(Extracted data entries)
■ ■ ■ ■

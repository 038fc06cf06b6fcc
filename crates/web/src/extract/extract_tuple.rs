use crate::body::BodyBytes;
use crate::extract::from_request::FromRequest;
use crate::responder::Responder;
use crate::{RequestContext, ResponseBody};
use async_trait::async_trait;
use http::Response;

/// Tuples extract element-wise, failing on the first element that does;
/// the per-arity `Either*` enums carry whichever element error occurred.
macro_rules! impl_from_request_for_tuple {
    ($either:ident, $($param:ident)*) => {
        #[async_trait]
        impl<$($param,)*> FromRequest for ($($param,)*)
        where
            $($param: FromRequest,)*
            $(for <'any> $param::Output<'any>: Send,)*
        {
            type Output<'r> = ($($param::Output<'r>,)*);
            type Error = $either<$($param::Error,)*>;

            #[allow(non_snake_case)]
            async fn from_request<'r>(req: &'r RequestContext<'_, '_>, body: BodyBytes) -> Result<Self::Output<'r>, Self::Error> {
                Ok(($($param::from_request(req, body.clone()).await.map_err($either::$param)?,)*))
            }
        }

        pub enum $either<$($param,)*> {
            $(
            $param($param),
            )*
        }

        impl<$($param,)*> Responder for $either<$($param,)*>
            where
                $(
                $param: Responder,
                )*
        {
            #[allow(non_snake_case)]
            fn response_to(self, req: &RequestContext) -> Response<ResponseBody> {
                match self {
                    $(
                        $either::$param($param) => $param.response_to(req),
                    )*
                }
            }
        }
    }
}

impl_from_request_for_tuple! { EitherA, A }
impl_from_request_for_tuple! { EitherAB, A B }
impl_from_request_for_tuple! { EitherABC, A B C }
impl_from_request_for_tuple! { EitherABCD, A B C D }
impl_from_request_for_tuple! { EitherABCDE, A B C D E }
impl_from_request_for_tuple! { EitherABCDEF, A B C D E F }
impl_from_request_for_tuple! { EitherABCDEFG, A B C D E F G }
impl_from_request_for_tuple! { EitherABCDEFGH, A B C D E F G H }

■ ■ ■ ■

### Required action
The only acceptable answer is the full set of entries, repeated exactly.

### Response to this exercise
repository 038fc06cf06b6fcc
filename crates/web/src/extract/extract_tuple.rs
use crate::body::BodyBytes;
use crate::extract::from_request::FromRequest;
use crate::responder::Responder;
use crate::{RequestContext, ResponseBody};
use async_trait::async_trait;
use http::Response;

/// Tuples extract element-wise, failing on the first element that does;
/// the per-arity `Either*` enums carry whichever element error occurred.
macro_rules! impl_from_request_for_tuple {
    ($either:ident, $($param:ident)*) => {
        #[async_trait]
        impl<$($param,)*> FromRequest for ($($param,)*)
        where
            $($param: FromRequest,)*
            $(for <'any> $param::Output<'any>: Send,)*
        {
            type Output<'r> = ($($param::Output<'r>,)*);
            type Error = $either<$($param::Error,)*>;

            #[allow(non_snake_case)]
            async fn from_request<'r>(req: &'r RequestContext<'_, '_>, body: BodyBytes) -> Result<Self::Output<'r>, Self::Error> {
                Ok(($($param::from_request(req, body.clone()).await.map_err($either::$param)?,)*))
            }
        }

        pub enum $either<$($param,)*> {
            $(
            $param($param),
            )*
        }

        impl<$($param,)*> Responder for $either<$($param,)*>
            where
                $(
                $param: Responder,
                )*
        {
            #[allow(non_snake_case)]
            fn response_to(self, req: &RequestContext) -> Response<ResponseBody> {
                match self {
                    $(
                        $either::$param($param) => $param.response_to(req),
                    )*
                }
            }
        }
    }
}

impl_from_request_for_tuple! { EitherA, A }
impl_from_request_for_tuple! { EitherAB, A B }
impl_from_request_for_tuple! { EitherABC, A B C }
impl_from_request_for_tuple! { EitherABCD, A B C D }
impl_from_request_for_tuple! { EitherABCDE, A B C D E }
impl_from_request_for_tuple! { EitherABCDEF, A B C D E F }
impl_from_request_for_tuple! { EitherABCDEFG, A B C D E F G }
impl_from_request_for_tuple! { EitherABCDEFGH, A B C D E F G H }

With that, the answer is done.